Editor’s Choice: “What I Wanted to Tell You About the Wind”

THE HANDFUL OF TIMES I’ve ever been asked to advise new writers, I’ve gone back to something I once read from, or perhaps projected onto, Haruki Murakami: ideas are lonely creatures. A story based solely on one has nowhere to go and can never light your path in the dark. Writing, he said, is nothing more than the act of waiting, waiting for the lonely creature you’ve captured to find its companion. That’s when things get interesting.

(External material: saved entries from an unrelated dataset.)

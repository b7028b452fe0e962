//! Connected-peer registry.
//!
//! A peer moves Unregistered → Registered{User|Relay} on a successful
//! handshake and is removed on disconnect. Forwarding is only permitted to
//! registered peers. Writers touch the map only on handshake and disconnect.

use std::collections::HashMap;
use std::sync::RwLock;

use tokio::sync::mpsc;
use zentalk_core::{Address, ClientType};
use zentalk_wire::Frame;

/// Lifecycle of a relay connection
#[derive(Debug, Clone, Copy, PartialEq, Eq)]
pub enum PeerState {
    Unregistered,
    Registered(ClientType),
}

/// A registered peer: identity plus the channel into its writer task
#[derive(Clone)]
pub struct RegisteredPeer {
    pub address: Address,
    pub client_type: ClientType,
    pub outbox: mpsc::Sender<Frame>,
}

/// Registry of peers currently connected to this relay, keyed by address
pub struct PeerRegistry {
    peers: RwLock<HashMap<Address, RegisteredPeer>>,
}

impl PeerRegistry {
    pub fn new() -> Self {
        Self {
            peers: RwLock::new(HashMap::new()),
        }
    }

    /// Register after a completed handshake. Replaces any previous
    /// connection from the same address.
    pub fn register(&self, peer: RegisteredPeer) {
        self.peers.write().unwrap().insert(peer.address, peer);
    }

    pub fn remove(&self, address: &Address) -> bool {
        self.peers.write().unwrap().remove(address).is_some()
    }

    pub fn get(&self, address: &Address) -> Option<RegisteredPeer> {
        self.peers.read().unwrap().get(address).cloned()
    }

    pub fn is_connected(&self, address: &Address) -> bool {
        self.peers.read().unwrap().contains_key(address)
    }

    pub fn len(&self) -> usize {
        self.peers.read().unwrap().len()
    }

    pub fn is_empty(&self) -> bool {
        self.len() == 0
    }

    /// Addresses of connected relay peers (the mesh)
    pub fn relay_peers(&self) -> Vec<Address> {
        self.peers
            .read()
            .unwrap()
            .values()
            .filter(|p| p.client_type == ClientType::Relay)
            .map(|p| p.address)
            .collect()
    }
}

impl Default for PeerRegistry {
    fn default() -> Self {
        Self::new()
    }
}
//! ZenTalk Cryptography
//!
//! Key material (long-term identity, signed and one-time prekeys), the X3DH
//! key agreement, the Double Ratchet, AES-256-GCM message encryption, and the
//! RSA(+AES hybrid) wrapper used at the onion boundary.

mod aead;
mod keys;
mod prekey;
mod ratchet;
mod rsa_wrap;
mod sign;
mod x3dh;

pub use aead::*;
pub use keys::*;
pub use prekey::*;
pub use ratchet::*;
pub use rsa_wrap::*;
pub use sign::*;
pub use x3dh::*;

I could praise Benjamin Swett’s “What I Wanted to Tell You about the Wind” for the quality of the prose, which is immaculate, or the gentility of the images, which the author created, but what brings it to life is the transience of two ideas in motion. This is a story you could safely describe as being about Shaker architecture, something I knew zero about until I first saw the manuscript; specifically the erratic movement of sunlight through the windows of those buildings, which I’m told were carefully placed. Clearly there’s a contrast between the angular structures and the ineffable pools of light flooding them that the author found to be pleasing. But on its own, that juxtaposed imagery supports less than half a story, something you probably couldn’t even call a story. And you see immediately in the finished story a restlessness with that one idea, a need to draw it closer to its nearest peer.

 

 

This is equally a story you could safely describe as being about memory, and specifically the elasticity of definition around what we think of as the past. Clearly there’s a contrast, as well, between the precision and immediacy of certain memories the author was (maybe still is) entranced by, and the haze by which they were or are surrounded. And that too is a pleasing entry point for a story—though maybe one that would be harder to photograph—but you see, as you read, an attentiveness to the ways in which that entry point leads to the Shakers. A willingness to follow an illuminated patch of wood floor to the next in an endless string of memories. And a faith that every time one idea is touched by another, it grows larger and more complex and more inviting and more dangerous. The best work is desperate to weave that connecting thread, and to see it take shape over the course of this story is a gift.

 

Sumanth Prabhaker is Orion’s editor in chief.